In this material, which lines include the string "ErrorDescriptor"? Show them.

======

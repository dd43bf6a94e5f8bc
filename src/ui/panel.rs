//! Boxed diagnostic panels for reported errors.

use std::collections::BTreeMap;
use std::path::Path;

use owo_colors::Rgb;
use serde_json::Value;

use crate::error::{ErrorDescriptor, ErrorKind};
use crate::ui::colors::Theme;

/// Content of one error panel.
#[derive(Debug, Clone)]
pub struct PanelContent<'a> {
    pub descriptor: &'a ErrorDescriptor,
    /// The raw error text, shown when it says more than the descriptor.
    pub error_message: &'a str,
    pub details: &'a BTreeMap<String, Value>,
    /// Shown only in debug mode.
    pub debug: Option<DebugInfo<'a>>,
}

/// Debug-only footer of a panel.
#[derive(Debug, Clone, Copy)]
pub struct DebugInfo<'a> {
    pub kind: ErrorKind,
    pub log_path: Option<&'a Path>,
}

/// Renders error panels and warning lines.
#[derive(Debug, Clone)]
pub struct PanelRenderer {
    theme: Theme,
    width: usize,
}

impl Default for PanelRenderer {
    fn default() -> Self {
        Self::new(Theme::detect())
    }
}

impl PanelRenderer {
    pub fn new(theme: Theme) -> Self {
        Self { theme, width: 64 }
    }

    /// Set the panel width, including borders.
    pub fn with_width(mut self, width: usize) -> Self {
        self.width = width.max(24);
        self
    }

    pub fn theme(&self) -> &Theme {
        &self.theme
    }

    /// Render the full panel: header, what happened, details, how to fix,
    /// and the debug footer when present.
    pub fn render_error(&self, content: &PanelContent<'_>) -> String {
        let descriptor = content.descriptor;
        let border = if descriptor.recoverable {
            self.theme.warning
        } else {
            self.theme.error
        };
        let inner = self.width - 2;
        let mut out = String::new();

        out.push_str(&self.theme.paint(&format!("╭{}╮", "─".repeat(inner)), border));
        out.push('\n');
        let icon = if descriptor.recoverable { "⚠" } else { "✗" };
        let header = format!("{} {}", icon, descriptor.message);
        for line in wrap(&header, inner - 2) {
            out.push_str(&self.row(&line, border, Some(border), true));
        }
        out.push_str(&self.theme.paint(&format!("├{}┤", "─".repeat(inner)), border));
        out.push('\n');

        out.push_str(&self.section("What happened", border));
        let happened = if content.error_message.is_empty()
            || content.error_message == descriptor.message
        {
            descriptor.message
        } else {
            content.error_message
        };
        for line in wrap(happened, inner - 4) {
            out.push_str(&self.row(&format!("  {}", line), border, None, false));
        }

        if !content.details.is_empty() {
            out.push_str(&self.blank(border));
            out.push_str(&self.section("Details", border));
            for (key, value) in content.details {
                let value = match value {
                    Value::String(s) => s.clone(),
                    other => other.to_string(),
                };
                // Multi-line values (stderr tails) keep only their last line.
                let value = value.lines().last().unwrap_or_default();
                for line in wrap(&format!("{}: {}", key, value), inner - 4) {
                    out.push_str(&self.row(&format!("  {}", line), border, Some(self.theme.muted), false));
                }
            }
        }

        out.push_str(&self.blank(border));
        out.push_str(&self.section("How to fix", border));
        for line in wrap(descriptor.solution, inner - 4) {
            out.push_str(&self.row(&format!("  {}", line), border, None, false));
        }
        for action in descriptor.user_actions {
            for line in wrap(&format!("• {}", action), inner - 4) {
                out.push_str(&self.row(&format!("  {}", line), border, None, false));
            }
        }

        if let Some(debug) = content.debug {
            out.push_str(&self.theme.paint(&format!("├{}┤", "─".repeat(inner)), border));
            out.push('\n');
            out.push_str(&self.row(
                &format!("kind: {}", debug.kind),
                border,
                Some(self.theme.muted),
                false,
            ));
            let log = debug
                .log_path
                .map(|p| p.display().to_string())
                .unwrap_or_else(|| "(no log file)".to_string());
            for line in wrap(&format!("log: {}", log), inner - 2) {
                out.push_str(&self.row(&line, border, Some(self.theme.muted), false));
            }
        }

        out.push_str(&self.theme.paint(&format!("╰{}╯", "─".repeat(inner)), border));
        out.push('\n');
        out
    }

    /// A single-line warning, e.g. for a skipped feature.
    pub fn render_warning(&self, message: &str) -> String {
        format!("{} {}\n", self.theme.paint("⚠", self.theme.warning), message)
    }

    /// A single-line informational note.
    pub fn render_note(&self, message: &str) -> String {
        format!("{} {}\n", self.theme.paint("→", self.theme.info), message)
    }

    fn section(&self, title: &str, border: Rgb) -> String {
        self.row(title, border, Some(self.theme.accent), true)
    }

    fn blank(&self, border: Rgb) -> String {
        self.row("", border, None, false)
    }

    fn row(&self, text: &str, border: Rgb, color: Option<Rgb>, bold: bool) -> String {
        let inner = self.width - 2;
        let padding = inner.saturating_sub(text.chars().count() + 1);
        let styled = match (color, bold) {
            (Some(c), true) => self.theme.paint_bold(text, c),
            (Some(c), false) => self.theme.paint(text, c),
            (None, _) => text.to_string(),
        };
        let edge = self.theme.paint("│", border);
        format!("{} {}{}{}\n", edge, styled, " ".repeat(padding), edge)
    }
}

/// Greedy word wrap on character counts. Words longer than `width` are split.
fn wrap(text: &str, width: usize) -> Vec<String> {
    let width = width.max(1);
    let mut lines = Vec::new();
    let mut current = String::new();

    for word in text.split_whitespace() {
        let mut word: Vec<char> = word.chars().collect();
        while word.len() > width {
            if !current.is_empty() {
                lines.push(std::mem::take(&mut current));
            }
            let rest = word.split_off(width);
            lines.push(word.into_iter().collect());
            word = rest;
        }
        let current_len = current.chars().count();
        if current_len > 0 && current_len + 1 + word.len() > width {
            lines.push(std::mem::take(&mut current));
        }
        if !current.is_empty() {
            current.push(' ');
        }
        current.extend(word);
    }
    if !current.is_empty() || lines.is_empty() {
        lines.push(current);
    }
    lines
}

======

Response to this exercise ▸
use crate::error::{ErrorDescriptor, ErrorKind};
    pub descriptor: &'a ErrorDescriptor,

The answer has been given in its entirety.